After his B.A. and BEd degrees he started working as a teacher at Ottasekharamangalam and K.S.Abhraham Memorial Higher Secondary school at Thirumala, Thiruvananthapuram. He is living with his wife Smt. T.V.Hemalatha and 2 children in Manacaud at Thiruvananthapuram.

==Political career==
C Divakaran is active in politics for over 50 years, based out of the capital city Thiruvananthapuram. He is a prominent and popular leader of the Communist Party of India. He started his political journey during college days. After graduating, he started working as a teacher, but to concentrate on party affairs he quit teaching and became full-time party worker.
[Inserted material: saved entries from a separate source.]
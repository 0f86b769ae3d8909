// Leadflow Engine - Workflow execution
//
// Turns a workflow definition plus a target record into side effects:
// - Action executor for the closed set of action types
// - Workflow engine state machine with timeouts, retries and delays
// - Admission control over per-workflow execution budgets
// - Execution audit trail
// - Collaborator traits (lead store, messenger, tasks, webhooks) with
//   in-memory and HTTP implementations

pub mod action;
pub mod admission;
pub mod executor;
pub mod history;
pub mod memory;
pub mod services;
pub mod webhook;

pub use action::{render_template, ActionExecutor};
pub use admission::AdmissionController;
pub use executor::{EngineEvent, WorkflowEngine};
pub use history::ExecutionLog;
pub use memory::InMemoryLeadStore;
pub use services::{
    EmailMessage, LeadStore, Messenger, NewTask, TaskService, WebhookCaller, WhatsAppMessage,
};
pub use webhook::HttpWebhookCaller;
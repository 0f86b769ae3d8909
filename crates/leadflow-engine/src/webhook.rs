// Leadflow Engine - HTTP webhook caller
//
// reqwest-backed WebhookCaller for the `webhook` action type. Network
// failures and non-2xx responses surface as action errors, never
// swallowed; the per-call timeout keeps a stuck endpoint from eating the
// whole execution budget on its own.

use async_trait::async_trait;
use serde_json::Value;
use std::collections::HashMap;
use std::time::Duration;
use tracing::debug;

use leadflow_core::{LeadflowError, LeadflowResult};

use crate::services::WebhookCaller;

const DEFAULT_CALL_TIMEOUT_SECS: u64 = 30;

/// WebhookCaller backed by a shared reqwest client
pub struct HttpWebhookCaller {
    client: reqwest::Client,
}

impl HttpWebhookCaller {
    pub fn new() -> LeadflowResult<Self> {
        Self::with_timeout(Duration::from_secs(DEFAULT_CALL_TIMEOUT_SECS))
    }

    pub fn with_timeout(timeout: Duration) -> LeadflowResult<Self> {
        let client = reqwest::Client::builder()
            .timeout(timeout)
            .build()
            .map_err(|e| LeadflowError::action(format!("failed to create HTTP client: {}", e)))?;
        Ok(Self { client })
    }
}

#[async_trait]
impl WebhookCaller for HttpWebhookCaller {
    async fn call(
        &self,
        url: &str,
        method: &str,
        headers: &HashMap<String, String>,
        body: &Value,
    ) -> LeadflowResult<()> {
        debug!(url = %url, method = %method, "Calling webhook");

        let mut request = match method.to_uppercase().as_str() {
            "GET" => self.client.get(url),
            "POST" => self.client.post(url),
            "PUT" => self.client.put(url),
            "PATCH" => self.client.patch(url),
            "DELETE" => self.client.delete(url),
            other => {
                return Err(LeadflowError::action_config(format!(
                    "unsupported webhook method: {}",
                    other
                )))
            }
        };

        for (key, value) in headers {
            request = request.header(key.as_str(), value.as_str());
        }

        if !matches!(method.to_uppercase().as_str(), "GET" | "DELETE") {
            request = request.json(body);
        }

        let response = request
            .send()
            .await
            .map_err(|e| LeadflowError::action(format!("webhook call to {} failed: {}", url, e)))?;

        let status = response.status();
        if !status.is_success() {
            return Err(LeadflowError::action(format!(
                "webhook call to {} returned {}",
                url, status
            )));
        }

        Ok(())
    }
}
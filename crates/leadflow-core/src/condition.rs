// Leadflow Core - Condition evaluation
//
// Conditions gate triggers and individual actions. A condition is a
// field-path/operator/value triple evaluated against an arbitrary JSON
// record. Lists combine with logical AND and short-circuit on the first
// failure; an empty list is vacuously true.
//
// Evaluation never fails: unresolvable paths yield an undefined value and
// malformed conditions evaluate to false (fail closed). The evaluator has
// no side effects and is safe to call from any number of concurrent
// executions.

use serde::{Deserialize, Serialize};
use serde_json::Value;
use tracing::debug;

use crate::error::{LeadflowError, LeadflowResult};

/// A single field/operator/value predicate
#[derive(Debug, Clone, Serialize, Deserialize)]
#[serde(rename_all = "camelCase")]
pub struct Condition {
    /// Dot-separated path into the record (e.g. "contact.email")
    pub field: String,

    /// Comparison operator
    pub operator: ConditionOperator,

    /// Expected value (absent for emptiness checks)
    #[serde(default, skip_serializing_if = "Value::is_null")]
    pub value: Value,
}

/// Comparison operators for conditions
#[derive(Debug, Clone, Copy, Serialize, Deserialize, PartialEq, Eq)]
#[serde(rename_all = "snake_case")]
pub enum ConditionOperator {
    /// Strict value equality
    Equals,
    /// Strict value inequality
    NotEquals,
    /// Substring test after string-coercing both operands
    Contains,
    /// Negated substring test
    NotContains,
    /// Numeric-coerced comparison (non-numeric operands compare as 0)
    GreaterThan,
    /// Numeric-coerced comparison
    LessThan,
    /// True when the value is undefined, null, or the empty string
    IsEmpty,
    /// Negation of IsEmpty
    IsNotEmpty,
}

impl Condition {
    /// Structural validation, used when a definition is stored.
    /// Runtime evaluation never calls this; it fails closed instead.
    pub fn validate(&self) -> LeadflowResult<()> {
        if self.field.trim().is_empty() {
            return Err(LeadflowError::Condition(
                "condition field path is empty".to_string(),
            ));
        }
        if self.field.split('.').any(|seg| seg.is_empty()) {
            return Err(LeadflowError::Condition(format!(
                "condition field path '{}' has an empty segment",
                self.field
            )));
        }
        Ok(())
    }
}

/// Evaluate a condition list against a record. AND semantics,
/// short-circuiting on the first false condition.
pub fn evaluate_all(conditions: &[Condition], record: &Value) -> bool {
    conditions.iter().all(|c| evaluate(c, record))
}

/// Evaluate one condition against a record
pub fn evaluate(condition: &Condition, record: &Value) -> bool {
    if condition.field.trim().is_empty() {
        debug!("condition has empty field path, evaluating false");
        return false;
    }

    let resolved = resolve_path(record, &condition.field);

    match condition.operator {
        ConditionOperator::Equals => resolved == &condition.value,
        ConditionOperator::NotEquals => resolved != &condition.value,
        ConditionOperator::Contains => {
            coerce_string(resolved).contains(&coerce_string(&condition.value))
        }
        ConditionOperator::NotContains => {
            !coerce_string(resolved).contains(&coerce_string(&condition.value))
        }
        ConditionOperator::GreaterThan => coerce_number(resolved) > coerce_number(&condition.value),
        ConditionOperator::LessThan => coerce_number(resolved) < coerce_number(&condition.value),
        ConditionOperator::IsEmpty => is_empty(resolved),
        ConditionOperator::IsNotEmpty => !is_empty(resolved),
    }
}

/// Resolve a dot-separated path into a JSON value. Missing intermediate
/// keys resolve to Null rather than failing.
pub fn resolve_path<'a>(record: &'a Value, path: &str) -> &'a Value {
    let mut current = record;
    for segment in path.split('.') {
        match current.get(segment) {
            Some(next) => current = next,
            None => return &Value::Null,
        }
    }
    current
}

/// String coercion used by contains/not_contains and message templating
pub fn coerce_string(value: &Value) -> String {
    match value {
        Value::Null => String::new(),
        Value::String(s) => s.clone(),
        Value::Bool(b) => b.to_string(),
        Value::Number(n) => n.to_string(),
        other => other.to_string(),
    }
}

fn coerce_number(value: &Value) -> f64 {
    match value {
        Value::Number(n) => n.as_f64().unwrap_or(0.0),
        Value::String(s) => s.trim().parse::<f64>().unwrap_or(0.0),
        Value::Bool(true) => 1.0,
        _ => 0.0,
    }
}

fn is_empty(value: &Value) -> bool {
    match value {
        Value::Null => true,
        Value::String(s) => s.is_empty(),
        _ => false,
    }
}
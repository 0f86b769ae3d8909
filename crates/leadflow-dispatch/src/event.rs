// Leadflow Dispatch - CRM event model
//
// Normalized form of everything the dispatcher can react to: lead
// lifecycle events, tag changes, scheduler ticks and manual invocations.
// Producers build these; the dispatcher matches them against workflow
// triggers.

use chrono::{DateTime, Utc};
use serde::{Deserialize, Serialize};
use serde_json::Value;
use uuid::Uuid;

use leadflow_core::TriggerType;

/// One CRM event entering the dispatcher
#[derive(Debug, Clone, Serialize, Deserialize)]
#[serde(rename_all = "camelCase")]
pub struct CrmEvent {
    /// Event id
    pub id: String,

    /// Tenant the event belongs to
    pub tenant_id: String,

    /// Trigger class this event feeds
    #[serde(rename = "type")]
    pub trigger_type: TriggerType,

    /// Record the event is about (the execution target)
    pub record_id: String,

    /// Event payload, matched against trigger conditions
    pub payload: Value,

    /// When the event happened
    pub occurred_at: DateTime<Utc>,
}

impl CrmEvent {
    pub fn new(
        tenant_id: impl Into<String>,
        trigger_type: TriggerType,
        record_id: impl Into<String>,
        payload: Value,
    ) -> Self {
        Self {
            id: Uuid::new_v4().to_string(),
            tenant_id: tenant_id.into(),
            trigger_type,
            record_id: record_id.into(),
            payload,
            occurred_at: Utc::now(),
        }
    }

    /// A lead record was created
    pub fn lead_created(
        tenant_id: impl Into<String>,
        record_id: impl Into<String>,
        payload: Value,
    ) -> Self {
        Self::new(tenant_id, TriggerType::LeadCreated, record_id, payload)
    }

    /// A lead record changed
    pub fn lead_updated(
        tenant_id: impl Into<String>,
        record_id: impl Into<String>,
        payload: Value,
    ) -> Self {
        Self::new(tenant_id, TriggerType::LeadUpdated, record_id, payload)
    }

    /// A tag was added to a lead
    pub fn tag_added(
        tenant_id: impl Into<String>,
        record_id: impl Into<String>,
        payload: Value,
    ) -> Self {
        Self::new(tenant_id, TriggerType::TagAdded, record_id, payload)
    }

    /// Scheduler tick for one due workflow target
    pub fn schedule_tick(
        tenant_id: impl Into<String>,
        record_id: impl Into<String>,
        payload: Value,
    ) -> Self {
        Self::new(tenant_id, TriggerType::TimeBased, record_id, payload)
    }
}
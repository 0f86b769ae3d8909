// Leadflow Core - Foundation types for the workflow automation engine
//
// This crate holds the pure parts of the system: the workflow definition
// model, the condition evaluator, the execution audit record, and the
// definition store with its live statistics. Everything side-effecting
// lives in leadflow-engine; event intake lives in leadflow-dispatch.

pub mod condition;
pub mod duration;
pub mod error;
pub mod execution;
pub mod registry;
pub mod workflow;

// Re-export core types
pub use condition::{
    coerce_string, evaluate, evaluate_all, resolve_path, Condition, ConditionOperator,
};
pub use duration::parse_duration;
pub use error::{LeadflowError, LeadflowResult};
pub use execution::{ExecutionStatus, WorkflowExecution};
pub use registry::WorkflowRegistry;
pub use workflow::{
    parse_time_of_day, Action, ActionConfig, ActionType, ErrorHandling, ExecutionStats, Schedule,
    ScheduleFrequency, TriggerDefinition, TriggerType, WorkflowDefinition, WorkflowLimits,
    WorkflowRevision, WorkflowSnapshot, WorkflowStatus, MAX_RETRY_LIMIT,
};

/// Version information
pub const VERSION: &str = env!("CARGO_PKG_VERSION");
// Leadflow Engine - In-memory lead store
//
// DashMap-backed LeadStore used by the test suites and by embedders that
// have no external record store. Records are plain JSON objects; tags are
// kept in a "tags" array, status in "status", owner in "assignedTo".

use async_trait::async_trait;
use dashmap::DashMap;
use serde_json::{json, Value};
use std::collections::HashMap;

use leadflow_core::{LeadflowError, LeadflowResult};

use crate::services::LeadStore;

/// In-memory LeadStore backend
#[derive(Default)]
pub struct InMemoryLeadStore {
    records: DashMap<String, Value>,
}

impl InMemoryLeadStore {
    pub fn new() -> Self {
        Self {
            records: DashMap::new(),
        }
    }

    /// Seed a record (creates or replaces)
    pub fn put(&self, id: impl Into<String>, record: Value) {
        self.records.insert(id.into(), record);
    }

    pub fn len(&self) -> usize {
        self.records.len()
    }

    pub fn is_empty(&self) -> bool {
        self.records.is_empty()
    }

    fn with_record<F>(&self, id: &str, f: F) -> LeadflowResult<()>
    where
        F: FnOnce(&mut Value),
    {
        let mut entry = self
            .records
            .get_mut(id)
            .ok_or_else(|| LeadflowError::store(format!("lead not found: {}", id)))?;
        f(entry.value_mut());
        Ok(())
    }
}

#[async_trait]
impl LeadStore for InMemoryLeadStore {
    async fn get(&self, id: &str) -> LeadflowResult<Value> {
        self.records
            .get(id)
            .map(|r| r.value().clone())
            .ok_or_else(|| LeadflowError::store(format!("lead not found: {}", id)))
    }

    async fn update(&self, id: &str, patch: &HashMap<String, Value>) -> LeadflowResult<Value> {
        let mut entry = self
            .records
            .get_mut(id)
            .ok_or_else(|| LeadflowError::store(format!("lead not found: {}", id)))?;

        if let Some(obj) = entry.value_mut().as_object_mut() {
            for (key, value) in patch {
                obj.insert(key.clone(), value.clone());
            }
        }
        Ok(entry.value().clone())
    }

    async fn add_tag(&self, id: &str, tag: &str) -> LeadflowResult<()> {
        self.with_record(id, |record| {
            let tags = record
                .as_object_mut()
                .map(|obj| obj.entry("tags").or_insert_with(|| json!([])));
            if let Some(Value::Array(tags)) = tags {
                if !tags.iter().any(|t| t == tag) {
                    tags.push(json!(tag));
                }
            }
        })
    }

    async fn remove_tag(&self, id: &str, tag: &str) -> LeadflowResult<()> {
        self.with_record(id, |record| {
            if let Some(Value::Array(tags)) = record.get_mut("tags") {
                tags.retain(|t| t != tag);
            }
        })
    }

    async fn change_status(&self, id: &str, status: &str) -> LeadflowResult<()> {
        self.with_record(id, |record| {
            if let Some(obj) = record.as_object_mut() {
                obj.insert("status".to_string(), json!(status));
            }
        })
    }

    async fn assign_user(&self, id: &str, user_id: &str) -> LeadflowResult<()> {
        self.with_record(id, |record| {
            if let Some(obj) = record.as_object_mut() {
                obj.insert("assignedTo".to_string(), json!(user_id));
            }
        })
    }
}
C Divakaran held many positions and responsibilities before contesting in the assembly election. In 1972 he was elected as CPI district council assistant secretary. He was jailed in connection with "Job or Jail" strike. During his political career, he held several posts, including State General Secretary of All India Trade Union Congress (AITUC), State Secretariat member of CPI, National Executive member of CPI, and All India Vice-President of AITUC.

From 2006–2016, he represented Karunagappalli constituency in the state assembly. In the year 2006-2011 he was the Minister for Food and Civil Supplies, Consumer Protection, Dairy Developments, Milk Co-operatives, and Animal Husbandry in V.S.Achudhananthan ministry.

In the year 2016, he won the assembly election in Nedumangad constituency. He was the LDF candidate for Thiruvananthapuram in the 2019 Lok Sabha election, but defeated by UDF candidate Shashi Tharoor.

He is also the Chairman of Prabhath Book House, the publishing house of Communist Party of India in Kerala. He had published many books including an essay collection titled "lokathe njetticha vediyochakalkku pinnil" (Behind the gunshots that shook the world), a travelogue titled Nirangalude China (The Colorful China), Rashtriyam Smarana Prabhashanam (collection of articles).